### Records for the task

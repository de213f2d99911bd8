use chrono::NaiveDateTime;
use serde::{Deserialize, Serialize};
use sqlx::FromRow;
use std::str::FromStr;
use uuid::Uuid;

/// Application status
#[derive(Debug, Clone, Copy, PartialEq, Eq, Hash, Serialize, Deserialize)]
#[serde(rename_all = "lowercase")]
pub enum ApplicationStatus {
    Pending,
    Won,
    Lost,
}

impl ApplicationStatus {
    /// Convert to database string
    pub fn as_str(&self) -> &'static str {
        match self {
            ApplicationStatus::Pending => "pending",
            ApplicationStatus::Won => "won",
            ApplicationStatus::Lost => "lost",
        }
    }
}

impl FromStr for ApplicationStatus {
    type Err = String;

    fn from_str(s: &str) -> Result<Self, Self::Err> {
        match s.to_lowercase().as_str() {
            "pending" => Ok(ApplicationStatus::Pending),
            "won" => Ok(ApplicationStatus::Won),
            "lost" => Ok(ApplicationStatus::Lost),
            _ => Err(format!("Invalid status: {}", s)),
        }
    }
}

/// One person's request to attend an event
#[derive(Debug, Clone, PartialEq, Serialize, Deserialize, FromRow)]
pub struct Application {
    pub id: Uuid,
    pub event_id: Uuid,
    pub name: String,
    pub email: String,
    pub status: String, // Stored as TEXT, use ApplicationStatus for type safety
    pub applied_at: NaiveDateTime,
}

impl Application {
    /// Create a new pending Application
    pub fn new(event_id: Uuid, name: String, email: String) -> Self {
        Self {
            id: Uuid::new_v4(),
            event_id,
            name,
            email,
            status: ApplicationStatus::Pending.as_str().to_string(),
            applied_at: chrono::Utc::now().naive_utc(),
        }
    }

    /// Get status as an enum
    pub fn status_enum(&self) -> ApplicationStatus {
        self.status.parse().unwrap_or(ApplicationStatus::Pending)
    }

    pub fn is_pending(&self) -> bool {
        self.status_enum() == ApplicationStatus::Pending
    }
}
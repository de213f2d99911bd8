//! Lottery Backend Library
//!
//! Events with limited capacity, public applications, and a one-shot random
//! lottery that partitions applicants into winners and losers.

pub mod api;
pub mod config;
pub mod database;
pub mod error;
pub mod lottery;
pub mod models;
pub mod repositories;
pub mod seed;
pub mod services;
pub mod store;

// Re-export commonly used types
pub use config::AppConfig;
pub use error::{AppError, AppResult};

use services::{ApplicationService, EventService, LotteryService};
use std::sync::Arc;
use store::LotteryStore;

/// Application state shared by every request handler
#[derive(Clone)]
pub struct AppState {
    pub store: Arc<dyn LotteryStore>,
    pub event_service: Arc<EventService>,
    pub application_service: Arc<ApplicationService>,
    pub lottery_service: Arc<LotteryService>,
}

impl AppState {
    /// Create a new AppState with services bound to the given store
    pub fn new(store: Arc<dyn LotteryStore>) -> Self {
        Self {
            event_service: Arc::new(EventService::new(store.clone())),
            application_service: Arc::new(ApplicationService::new(store.clone())),
            lottery_service: Arc::new(LotteryService::new(store.clone())),
            store,
        }
    }
}
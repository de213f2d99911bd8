use axum::{http::StatusCode, Json};
use serde::Serialize;

/// Health check response.
#[derive(Serialize)]
pub struct HealthResponse {
    /// Service status
    pub status: String,
    /// Service version
    pub version: String,
}

/// Liveness check; does not touch the store.
pub async fn health_check() -> (StatusCode, Json<HealthResponse>) {
    (
        StatusCode::OK,
        Json(HealthResponse {
            status: "ok".to_string(),
            version: env!("CARGO_PKG_VERSION").to_string(),
        }),
    )
}
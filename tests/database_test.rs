//! PostgreSQL-backed tests. Each `#[sqlx::test]` gets a fresh database with
//! migrations applied; run with `DATABASE_URL` set and `--ignored`.

mod helpers;

use helpers::*;
use lottery_backend::database::{run_migrations, Database};
use lottery_backend::error::{AppError, RepositoryError};
use lottery_backend::models::*;
use lottery_backend::repositories::*;
use rand::rngs::mock::StepRng;
use sqlx::{PgPool, Row};
use uuid::Uuid;

// ============================================================================
// Migration Tests
// ============================================================================

#[sqlx::test]
#[ignore = "requires a Postgres DATABASE_URL"]
async fn test_migrations_ran(pool: PgPool) {
    for table in ["events", "applications"] {
        let exists: bool = sqlx::query(
            "SELECT EXISTS (SELECT FROM information_schema.tables WHERE table_name = $1)",
        )
        .bind(table)
        .fetch_one(&pool)
        .await
        .unwrap()
        .get(0);

        assert!(exists, "Table {} should exist", table);
    }
}

#[sqlx::test]
#[ignore = "requires a Postgres DATABASE_URL"]
async fn test_migrations_rerun_cleanly(pool: PgPool) {
    run_migrations(&pool, None).await.unwrap();

    let database = Database::new(pool);
    let repo = EventRepository::new(database.pool().clone());
    assert_eq!(repo.count().await.unwrap(), 0);
}

#[sqlx::test]
#[ignore = "requires a Postgres DATABASE_URL"]
async fn test_capacity_check_constraint(pool: PgPool) {
    let repo = EventRepository::new(pool);
    let result = repo.create(&concert("Nobody", 0)).await;
    assert!(matches!(result, Err(RepositoryError::ConstraintViolation(_))));
}

// ============================================================================
// Event Repository Tests
// ============================================================================

#[sqlx::test]
#[ignore = "requires a Postgres DATABASE_URL"]
async fn test_create_and_find_event(pool: PgPool) {
    let repo = EventRepository::new(pool);

    let event = repo.create(&concert("Arena Night", 3)).await.unwrap();
    assert_eq!(event.capacity, 3);
    assert!(!event.lottery_executed);
    assert!(event.is_open());

    let summary = repo.find_summary(event.id).await.unwrap().unwrap();
    assert_eq!(summary.event.id, event.id);
    assert_eq!(summary.application_count, 0);

    assert!(repo.find_summary(Uuid::new_v4()).await.unwrap().is_none());
    assert_eq!(repo.count().await.unwrap(), 1);
}

#[sqlx::test]
#[ignore = "requires a Postgres DATABASE_URL"]
async fn test_mark_executed_is_compare_and_set(pool: PgPool) {
    let repo = EventRepository::new(pool.clone());
    let event = repo.create(&concert("Once", 1)).await.unwrap();

    let mut tx = pool.begin().await.unwrap();
    assert!(EventRepository::mark_executed(&mut *tx, event.id).await.unwrap());
    assert!(!EventRepository::mark_executed(&mut *tx, event.id).await.unwrap());
    tx.commit().await.unwrap();

    let summary = repo.find_summary(event.id).await.unwrap().unwrap();
    assert!(summary.event.lottery_executed);
}

// ============================================================================
// Application Repository Tests
// ============================================================================

#[sqlx::test]
#[ignore = "requires a Postgres DATABASE_URL"]
async fn test_application_foreign_key(pool: PgPool) {
    let mut conn = pool.acquire().await.unwrap();
    let result =
        ApplicationRepository::create(&mut *conn, Uuid::new_v4(), "Ann", "ann@example.com").await;
    assert!(matches!(result, Err(RepositoryError::ConstraintViolation(_))));
}

#[sqlx::test]
#[ignore = "requires a Postgres DATABASE_URL"]
async fn test_update_status_skips_settled_rows(pool: PgPool) {
    let events = EventRepository::new(pool.clone());
    let applications = ApplicationRepository::new(pool.clone());
    let event = events.create(&concert("Settled", 1)).await.unwrap();

    let mut conn = pool.acquire().await.unwrap();
    let ann = ApplicationRepository::create(&mut *conn, event.id, "Ann", "ann@example.com")
        .await
        .unwrap();
    assert_eq!(ann.status, "pending");

    let won = ApplicationRepository::update_status(&mut *conn, &[ann.id], ApplicationStatus::Won)
        .await
        .unwrap();
    assert_eq!(won, 1);
    let lost = ApplicationRepository::update_status(&mut *conn, &[ann.id], ApplicationStatus::Lost)
        .await
        .unwrap();
    assert_eq!(lost, 0);
    assert_eq!(
        ApplicationRepository::update_status(&mut *conn, &[], ApplicationStatus::Lost)
            .await
            .unwrap(),
        0
    );

    let winners = applications
        .find_by_status(event.id, ApplicationStatus::Won)
        .await
        .unwrap();
    assert_eq!(winners.len(), 1);
    assert!(ApplicationRepository::find_pending(&mut *conn, event.id)
        .await
        .unwrap()
        .is_empty());
}

#[sqlx::test]
#[ignore = "requires a Postgres DATABASE_URL"]
async fn test_name_filter_is_case_sensitive_substring(pool: PgPool) {
    let events = EventRepository::new(pool.clone());
    let applications = ApplicationRepository::new(pool.clone());
    let event = events.create(&concert("Roster", 2)).await.unwrap();

    let mut conn = pool.acquire().await.unwrap();
    for name in ["Anna", "Joanna", "Bob"] {
        ApplicationRepository::create(&mut *conn, event.id, name, "x@example.com")
            .await
            .unwrap();
    }

    let filtered = applications.find_by_event(event.id, Some("anna")).await.unwrap();
    let names: Vec<&str> = filtered.iter().map(|a| a.name.as_str()).collect();
    assert_eq!(names, vec!["Joanna"]);

    let everyone = applications.find_by_event(event.id, None).await.unwrap();
    assert_eq!(everyone.len(), 3);
}

// ============================================================================
// Service Tests against PostgreSQL
// ============================================================================

#[sqlx::test]
#[ignore = "requires a Postgres DATABASE_URL"]
async fn test_lottery_commits_partition(pool: PgPool) {
    let db = TestDatabase::from_pool(pool).await;
    let app = &db.app;

    let event = app.create_event("Arena Night", 2).await;
    app.apply_all(event.id, &["A", "B", "C"]).await;

    let mut rng = StepRng::new(0, 0);
    let outcome = app
        .state
        .lottery_service
        .execute_lottery_with(event.id, &mut rng)
        .await
        .unwrap();
    assert_eq!(outcome.total, 3);
    assert_eq!(outcome.winners, 2);
    assert_eq!(outcome.losers, 1);

    let results = app.state.event_service.get_results(event.id).await.unwrap();
    assert_partition(&results, &["A", "B", "C"], 2);
    assert_sorted_by_name(&results.winners);
    assert!(app.is_executed(event.id).await);

    db.cleanup().await;
}

#[sqlx::test]
#[ignore = "requires a Postgres DATABASE_URL"]
async fn test_second_lottery_is_rejected(pool: PgPool) {
    let db = TestDatabase::from_pool(pool).await;
    let app = &db.app;

    let event = app.create_event("Twice", 1).await;
    app.apply_all(event.id, &["A", "B"]).await;

    app.state.lottery_service.execute_lottery(event.id).await.unwrap();
    let before = app.statuses(event.id).await;

    let second = app.state.lottery_service.execute_lottery(event.id).await;
    assert!(matches!(second, Err(AppError::AlreadyExecuted(_))));
    assert_eq!(app.statuses(event.id).await, before);

    let late = app
        .state
        .application_service
        .submit_application(event.id, "Z", "z@example.com")
        .await;
    assert!(matches!(late, Err(AppError::LotteryClosed(_))));
}

#[sqlx::test]
#[ignore = "requires a Postgres DATABASE_URL"]
async fn test_empty_pool_rolls_back(pool: PgPool) {
    let db = TestDatabase::from_pool(pool).await;
    let app = &db.app;

    let event = app.create_event("Empty", 2).await;
    let result = app.state.lottery_service.execute_lottery(event.id).await;
    assert!(matches!(result, Err(AppError::EmptyPool(_))));
    assert!(!app.is_executed(event.id).await);
}

#[sqlx::test]
#[ignore = "requires a Postgres DATABASE_URL"]
async fn test_uncommitted_transaction_rolls_back(pool: PgPool) {
    let db = TestDatabase::from_pool(pool).await;
    let event = db.app.create_event("Rollback", 2).await;

    {
        let mut txn = db.app.store.begin().await.unwrap();
        txn.insert_application(event.id, "Ghost", "ghost@example.com")
            .await
            .unwrap();
        assert!(txn.mark_executed(event.id).await.unwrap());
    }

    let summary = db.app.state.event_service.get_event(event.id).await.unwrap();
    assert_eq!(summary.application_count, 0);
    assert!(!summary.event.lottery_executed);
}

#[sqlx::test]
#[ignore = "requires a Postgres DATABASE_URL"]
async fn test_results_order_names_by_bytes(pool: PgPool) {
    let db = TestDatabase::from_pool(pool).await;
    let app = &db.app;

    let event = app.create_event("Mixed Case", 10).await;
    app.apply_all(event.id, &["bob", "Carol", "alice", "Dave"]).await;
    app.state.lottery_service.execute_lottery(event.id).await.unwrap();

    let results = app.state.event_service.get_results(event.id).await.unwrap();
    let winners: Vec<&str> = results.winners.iter().map(|a| a.name.as_str()).collect();
    assert_eq!(winners, vec!["Carol", "Dave", "alice", "bob"]);
}

// ============================================================================
// Concurrency against PostgreSQL
// ============================================================================

#[sqlx::test]
#[ignore = "requires a Postgres DATABASE_URL"]
async fn test_concurrent_triggers_commit_once(pool: PgPool) {
    let db = TestDatabase::from_pool(pool).await;
    let event = db.app.create_event("Rush Hour", 2).await;
    db.app.apply_all(event.id, &["A", "B", "C", "D"]).await;
    let event_id = event.id;

    let mut handles = Vec::new();
    for _ in 0..8 {
        let state = db.app.state.clone();
        handles.push(tokio::spawn(async move {
            state.lottery_service.execute_lottery(event_id).await
        }));
    }

    let mut succeeded = 0;
    for handle in handles {
        match handle.await.unwrap() {
            Ok(outcome) => {
                succeeded += 1;
                assert_eq!(outcome.total, 4);
                assert_eq!(outcome.winners, 2);
            }
            Err(AppError::AlreadyExecuted(_)) => {}
            Err(other) => panic!("unexpected error: {}", other),
        }
    }
    assert_eq!(succeeded, 1);

    let statuses = db.app.statuses(event_id).await;
    let won = statuses
        .iter()
        .filter(|(_, status)| *status == ApplicationStatus::Won)
        .count();
    let lost = statuses
        .iter()
        .filter(|(_, status)| *status == ApplicationStatus::Lost)
        .count();
    assert_eq!((won, lost), (2, 2));
}

#[sqlx::test]
#[ignore = "requires a Postgres DATABASE_URL"]
async fn test_no_application_stays_pending_after_concurrent_draw(pool: PgPool) {
    let db = TestDatabase::from_pool(pool).await;
    let event = db.app.create_event("Race", 1).await;
    db.app.apply_all(event.id, &["Early"]).await;
    let event_id = event.id;

    let mut handles = Vec::new();
    for i in 0..6 {
        let state = db.app.state.clone();
        handles.push(tokio::spawn(async move {
            let name = format!("Late{}", i);
            match state
                .application_service
                .submit_application(event_id, &name, "late@example.com")
                .await
            {
                Ok(_) | Err(AppError::LotteryClosed(_)) => {}
                Err(other) => panic!("unexpected error: {}", other),
            }
        }));
    }
    let draw = {
        let state = db.app.state.clone();
        tokio::spawn(async move { state.lottery_service.execute_lottery(event_id).await })
    };

    for handle in handles {
        handle.await.unwrap();
    }
    draw.await.unwrap().expect("Lottery should succeed");

    let statuses = db.app.statuses(event_id).await;
    assert!(statuses
        .iter()
        .all(|(_, status)| *status != ApplicationStatus::Pending));
    let won = statuses
        .iter()
        .filter(|(_, status)| *status == ApplicationStatus::Won)
        .count();
    assert_eq!(won, 1);
}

### Instructions for the task
Select from the material above each line in which the string "AppState" appears, and list those lines.

### Written response
pub struct AppState {
impl AppState {
    /// Create a new AppState with services bound to the given store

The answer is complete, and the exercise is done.